- _Records for the exercise_:
════════════════════
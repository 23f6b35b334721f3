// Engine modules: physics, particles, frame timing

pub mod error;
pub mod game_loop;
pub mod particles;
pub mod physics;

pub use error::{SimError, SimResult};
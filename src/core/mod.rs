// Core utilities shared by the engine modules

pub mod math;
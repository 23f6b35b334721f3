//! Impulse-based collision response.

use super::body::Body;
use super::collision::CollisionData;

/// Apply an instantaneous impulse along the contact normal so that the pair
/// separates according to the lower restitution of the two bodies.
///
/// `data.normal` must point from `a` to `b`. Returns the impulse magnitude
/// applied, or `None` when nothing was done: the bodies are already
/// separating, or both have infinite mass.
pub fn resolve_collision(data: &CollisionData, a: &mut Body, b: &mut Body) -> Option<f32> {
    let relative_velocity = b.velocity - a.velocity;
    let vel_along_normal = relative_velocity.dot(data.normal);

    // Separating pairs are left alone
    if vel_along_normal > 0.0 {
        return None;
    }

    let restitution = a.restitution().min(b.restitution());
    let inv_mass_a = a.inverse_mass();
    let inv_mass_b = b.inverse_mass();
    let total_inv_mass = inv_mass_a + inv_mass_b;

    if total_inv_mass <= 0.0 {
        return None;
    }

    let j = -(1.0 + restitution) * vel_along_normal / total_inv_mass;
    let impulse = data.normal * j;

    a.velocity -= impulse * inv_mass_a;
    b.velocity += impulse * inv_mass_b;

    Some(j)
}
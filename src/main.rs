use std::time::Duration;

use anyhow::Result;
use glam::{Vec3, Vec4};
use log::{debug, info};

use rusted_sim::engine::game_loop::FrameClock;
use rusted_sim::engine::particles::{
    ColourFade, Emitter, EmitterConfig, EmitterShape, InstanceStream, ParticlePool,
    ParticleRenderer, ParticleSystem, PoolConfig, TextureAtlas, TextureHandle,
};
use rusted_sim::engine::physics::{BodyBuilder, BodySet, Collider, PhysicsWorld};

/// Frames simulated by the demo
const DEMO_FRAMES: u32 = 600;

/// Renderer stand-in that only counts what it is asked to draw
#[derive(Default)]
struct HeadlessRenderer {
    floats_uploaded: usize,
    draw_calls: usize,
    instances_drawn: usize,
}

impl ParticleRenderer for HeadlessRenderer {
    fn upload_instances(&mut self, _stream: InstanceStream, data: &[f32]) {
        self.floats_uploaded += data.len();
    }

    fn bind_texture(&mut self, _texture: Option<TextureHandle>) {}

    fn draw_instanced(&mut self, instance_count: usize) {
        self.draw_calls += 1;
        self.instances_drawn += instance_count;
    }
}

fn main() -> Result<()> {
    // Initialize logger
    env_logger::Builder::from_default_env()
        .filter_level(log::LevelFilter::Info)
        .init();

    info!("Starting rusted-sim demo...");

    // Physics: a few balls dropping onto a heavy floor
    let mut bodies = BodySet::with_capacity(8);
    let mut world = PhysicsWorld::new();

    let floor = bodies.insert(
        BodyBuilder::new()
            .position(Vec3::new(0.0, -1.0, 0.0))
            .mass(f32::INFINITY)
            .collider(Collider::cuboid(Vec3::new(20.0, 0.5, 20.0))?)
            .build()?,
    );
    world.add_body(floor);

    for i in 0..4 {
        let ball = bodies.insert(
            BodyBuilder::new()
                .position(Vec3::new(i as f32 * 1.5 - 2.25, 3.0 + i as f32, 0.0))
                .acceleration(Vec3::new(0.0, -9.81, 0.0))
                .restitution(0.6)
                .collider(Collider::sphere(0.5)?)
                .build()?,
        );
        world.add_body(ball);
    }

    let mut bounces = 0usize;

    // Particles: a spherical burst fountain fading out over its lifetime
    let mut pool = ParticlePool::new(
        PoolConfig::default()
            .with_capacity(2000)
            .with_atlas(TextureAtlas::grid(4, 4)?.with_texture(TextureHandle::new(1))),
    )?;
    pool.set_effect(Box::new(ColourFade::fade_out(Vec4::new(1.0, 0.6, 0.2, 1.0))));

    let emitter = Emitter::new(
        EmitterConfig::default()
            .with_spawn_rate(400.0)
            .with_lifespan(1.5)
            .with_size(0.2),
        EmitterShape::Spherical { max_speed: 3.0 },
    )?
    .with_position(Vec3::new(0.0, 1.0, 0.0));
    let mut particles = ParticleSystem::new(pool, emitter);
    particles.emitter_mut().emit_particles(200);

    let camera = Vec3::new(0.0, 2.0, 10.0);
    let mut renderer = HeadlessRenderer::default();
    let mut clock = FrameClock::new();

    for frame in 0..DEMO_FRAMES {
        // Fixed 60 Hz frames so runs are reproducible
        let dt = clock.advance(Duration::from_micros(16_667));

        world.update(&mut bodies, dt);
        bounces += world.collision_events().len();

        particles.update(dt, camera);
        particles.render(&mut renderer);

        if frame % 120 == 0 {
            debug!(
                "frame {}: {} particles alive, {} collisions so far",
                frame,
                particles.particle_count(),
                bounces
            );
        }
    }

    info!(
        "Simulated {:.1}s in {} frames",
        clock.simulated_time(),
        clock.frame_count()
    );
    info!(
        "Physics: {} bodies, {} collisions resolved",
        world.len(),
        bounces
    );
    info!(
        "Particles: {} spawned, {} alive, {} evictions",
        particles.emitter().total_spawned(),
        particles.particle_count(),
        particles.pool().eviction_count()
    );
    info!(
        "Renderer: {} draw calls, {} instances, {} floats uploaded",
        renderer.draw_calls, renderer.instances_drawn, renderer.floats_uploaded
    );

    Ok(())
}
════════════════════
- _Goal of the exercise_: Collect the complete line wherever the string "restitution" appears in the records.

- _Exercise response_:
/// separates according to the lower restitution of the two bodies.
    let restitution = a.restitution().min(b.restitution());
    let j = -(1.0 + restitution) * vel_along_normal / total_inv_mass;
                .restitution(0.6)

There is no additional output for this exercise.